The task | Quote all entries in full, exactly.

Available records |
//! Merge-node combination strategies (spec §4.6: "merging logic lives on
//! a node's inbound edges").
//!
//! A `merge` node has no config of its own; a [`MergeStrategy`] is
//! attached to each inbound edge (or, for the common case, to the node
//! and shared by all its inbound edges) and decides how a newly-arrived
//! delivery is folded into the accumulator built from earlier arrivals.

use hermod_core::Value;
use serde::{Deserialize, Serialize};

/// How an incoming delivery combines with what a `merge` node has
/// accumulated so far (spec §4.6).
#[derive(Debug, Clone, Copy, PartialEq, Eq, Default, Serialize, Deserialize)]
#[serde(rename_all = "snake_case")]
pub enum MergeStrategy {
    /// Recursively merge maps key-by-key; `incoming` wins on any key
    /// conflict that isn't itself two maps. The default.
    #[default]
    Deep,
    /// `incoming` replaces `base` entirely.
    Overwrite,
    /// Top-level keys from `incoming` replace the same key in `base`;
    /// nested maps are not merged further.
    Shallow,
    /// Only fields absent from `base` are taken from `incoming`; existing
    /// fields in `base` are never overwritten.
    IfMissing,
}

/// Fold `incoming` into `base` per `strategy`, in place.
pub fn merge(base: &mut Value, incoming: &Value, strategy: MergeStrategy) {
    match strategy {
        MergeStrategy::Overwrite => *base = incoming.clone(),
        MergeStrategy::Shallow => shallow_merge(base, incoming),
        MergeStrategy::Deep => deep_merge(base, incoming),
        MergeStrategy::IfMissing => if_missing_merge(base, incoming),
    }
}

fn shallow_merge(base: &mut Value, incoming: &Value) {
    let (Value::Map(base_map), Value::Map(incoming_map)) = (&mut *base, incoming) else {
        *base = incoming.clone();
        return;
    };
    for (key, value) in incoming_map {
        base_map.insert(key.clone(), value.clone());
    }
}

fn deep_merge(base: &mut Value, incoming: &Value) {
    let (Value::Map(base_map), Value::Map(incoming_map)) = (&mut *base, incoming) else {
        *base = incoming.clone();
        return;
    };
    for (key, incoming_value) in incoming_map {
        match base_map.get_mut(key) {
            Some(existing @ Value::Map(_)) if matches!(incoming_value, Value::Map(_)) => {
                deep_merge(existing, incoming_value);
            }
            _ => {
                base_map.insert(key.clone(), incoming_value.clone());
            }
        }
    }
}

fn if_missing_merge(base: &mut Value, incoming: &Value) {
    let (Value::Map(base_map), Value::Map(incoming_map)) = (&mut *base, incoming) else {
        if matches!(base, Value::Null) {
            *base = incoming.clone();
        }
        return;
    };
    for (key, incoming_value) in incoming_map {
        base_map.entry(key.clone()).or_insert_with(|| incoming_value.clone());
    }
}

#[cfg(test)]
mod tests {
    use super::*;
    use std::collections::BTreeMap;

    fn map(pairs: &[(&str, Value)]) -> Value {
        let mut m = BTreeMap::new();
        for (k, v) in pairs {
            m.insert((*k).to_string(), v.clone());
        }
        Value::Map(m)
    }

    #[test]
    fn overwrite_replaces_base_entirely() {
        let mut base = map(&[("a", Value::I64(1))]);
        let incoming = map(&[("b", Value::I64(2))]);
        merge(&mut base, &incoming, MergeStrategy::Overwrite);
        assert_eq!(base, incoming);
    }

    #[test]
    fn shallow_does_not_recurse_into_nested_maps() {
        let mut base = map(&[("nested", map(&[("x", Value::I64(1))]))]);
        let incoming = map(&[("nested", map(&[("y", Value::I64(2))]))]);
        merge(&mut base, &incoming, MergeStrategy::Shallow);
        assert_eq!(base.get_path("nested.y"), Some(&Value::I64(2)));
        assert_eq!(base.get_path("nested.x"), None);
    }

    #[test]
    fn deep_merges_nested_maps_recursively() {
        let mut base = map(&[("nested", map(&[("x", Value::I64(1))]))]);
        let incoming = map(&[("nested", map(&[("y", Value::I64(2))]))]);
        merge(&mut base, &incoming, MergeStrategy::Deep);
        assert_eq!(base.get_path("nested.x"), Some(&Value::I64(1)));
        assert_eq!(base.get_path("nested.y"), Some(&Value::I64(2)));
    }

    #[test]
    fn if_missing_never_overwrites_existing_fields() {
        let mut base = map(&[("a", Value::I64(1))]);
        let incoming = map(&[("a", Value::I64(99)), ("b", Value::I64(2))]);
        merge(&mut base, &incoming, MergeStrategy::IfMissing);
        assert_eq!(base.get_path("a"), Some(&Value::I64(1)));
        assert_eq!(base.get_path("b"), Some(&Value::I64(2)));
    }

    #[test]
    fn default_strategy_is_deep() {
        assert_eq!(MergeStrategy::default(), MergeStrategy::Deep);
    }
}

Your solution |
//! Merge-node combination strategies (spec §4.6: "merging logic lives on
//! a node's inbound edges").
//!
//! A `merge` node has no config of its own; a [`MergeStrategy`] is
//! attached to each inbound edge (or, for the common case, to the node
//! and shared by all its inbound edges) and decides how a newly-arrived
//! delivery is folded into the accumulator built from earlier arrivals.

use hermod_core::Value;
use serde::{Deserialize, Serialize};

/// How an incoming delivery combines with what a `merge` node has
/// accumulated so far (spec §4.6).
#[derive(Debug, Clone, Copy, PartialEq, Eq, Default, Serialize, Deserialize)]
#[serde(rename_all = "snake_case")]
pub enum MergeStrategy {
    /// Recursively merge maps key-by-key; `incoming` wins on any key
    /// conflict that isn't itself two maps. The default.
    #[default]
    Deep,
    /// `incoming` replaces `base` entirely.
    Overwrite,
    /// Top-level keys from `incoming` replace the same key in `base`;
    /// nested maps are not merged further.
    Shallow,
    /// Only fields absent from `base` are taken from `incoming`; existing
    /// fields in `base` are never overwritten.
    IfMissing,
}

/// Fold `incoming` into `base` per `strategy`, in place.
pub fn merge(base: &mut Value, incoming: &Value, strategy: MergeStrategy) {
    match strategy {
        MergeStrategy::Overwrite => *base = incoming.clone(),
        MergeStrategy::Shallow => shallow_merge(base, incoming),
        MergeStrategy::Deep => deep_merge(base, incoming),
        MergeStrategy::IfMissing => if_missing_merge(base, incoming),
    }
}

fn shallow_merge(base: &mut Value, incoming: &Value) {
    let (Value::Map(base_map), Value::Map(incoming_map)) = (&mut *base, incoming) else {
        *base = incoming.clone();
        return;
    };
    for (key, value) in incoming_map {
        base_map.insert(key.clone(), value.clone());
    }
}

fn deep_merge(base: &mut Value, incoming: &Value) {
    let (Value::Map(base_map), Value::Map(incoming_map)) = (&mut *base, incoming) else {
        *base = incoming.clone();
        return;
    };
    for (key, incoming_value) in incoming_map {
        match base_map.get_mut(key) {
            Some(existing @ Value::Map(_)) if matches!(incoming_value, Value::Map(_)) => {
                deep_merge(existing, incoming_value);
            }
            _ => {
                base_map.insert(key.clone(), incoming_value.clone());
            }
        }
    }
}

fn if_missing_merge(base: &mut Value, incoming: &Value) {
    let (Value::Map(base_map), Value::Map(incoming_map)) = (&mut *base, incoming) else {
        if matches!(base, Value::Null) {
            *base = incoming.clone();
        }
        return;
    };
    for (key, incoming_value) in incoming_map {
        base_map.entry(key.clone()).or_insert_with(|| incoming_value.clone());
    }
}

#[cfg(test)]
mod tests {
    use super::*;
    use std::collections::BTreeMap;

    fn map(pairs: &[(&str, Value)]) -> Value {
        let mut m = BTreeMap::new();
        for (k, v) in pairs {
            m.insert((*k).to_string(), v.clone());
        }
        Value::Map(m)
    }

    #[test]
    fn overwrite_replaces_base_entirely() {
        let mut base = map(&[("a", Value::I64(1))]);
        let incoming = map(&[("b", Value::I64(2))]);
        merge(&mut base, &incoming, MergeStrategy::Overwrite);
        assert_eq!(base, incoming);
    }

    #[test]
    fn shallow_does_not_recurse_into_nested_maps() {
        let mut base = map(&[("nested", map(&[("x", Value::I64(1))]))]);
        let incoming = map(&[("nested", map(&[("y", Value::I64(2))]))]);
        merge(&mut base, &incoming, MergeStrategy::Shallow);
        assert_eq!(base.get_path("nested.y"), Some(&Value::I64(2)));
        assert_eq!(base.get_path("nested.x"), None);
    }

    #[test]
    fn deep_merges_nested_maps_recursively() {
        let mut base = map(&[("nested", map(&[("x", Value::I64(1))]))]);
        let incoming = map(&[("nested", map(&[("y", Value::I64(2))]))]);
        merge(&mut base, &incoming, MergeStrategy::Deep);
        assert_eq!(base.get_path("nested.x"), Some(&Value::I64(1)));
        assert_eq!(base.get_path("nested.y"), Some(&Value::I64(2)));
    }

    #[test]
    fn if_missing_never_overwrites_existing_fields() {
        let mut base = map(&[("a", Value::I64(1))]);
        let incoming = map(&[("a", Value::I64(99)), ("b", Value::I64(2))]);
        merge(&mut base, &incoming, MergeStrategy::IfMissing);
        assert_eq!(base.get_path("a"), Some(&Value::I64(1)));
        assert_eq!(base.get_path("b"), Some(&Value::I64(2)));
    }

    #[test]
    fn default_strategy_is_deep() {
        assert_eq!(MergeStrategy::default(), MergeStrategy::Deep);
    }
}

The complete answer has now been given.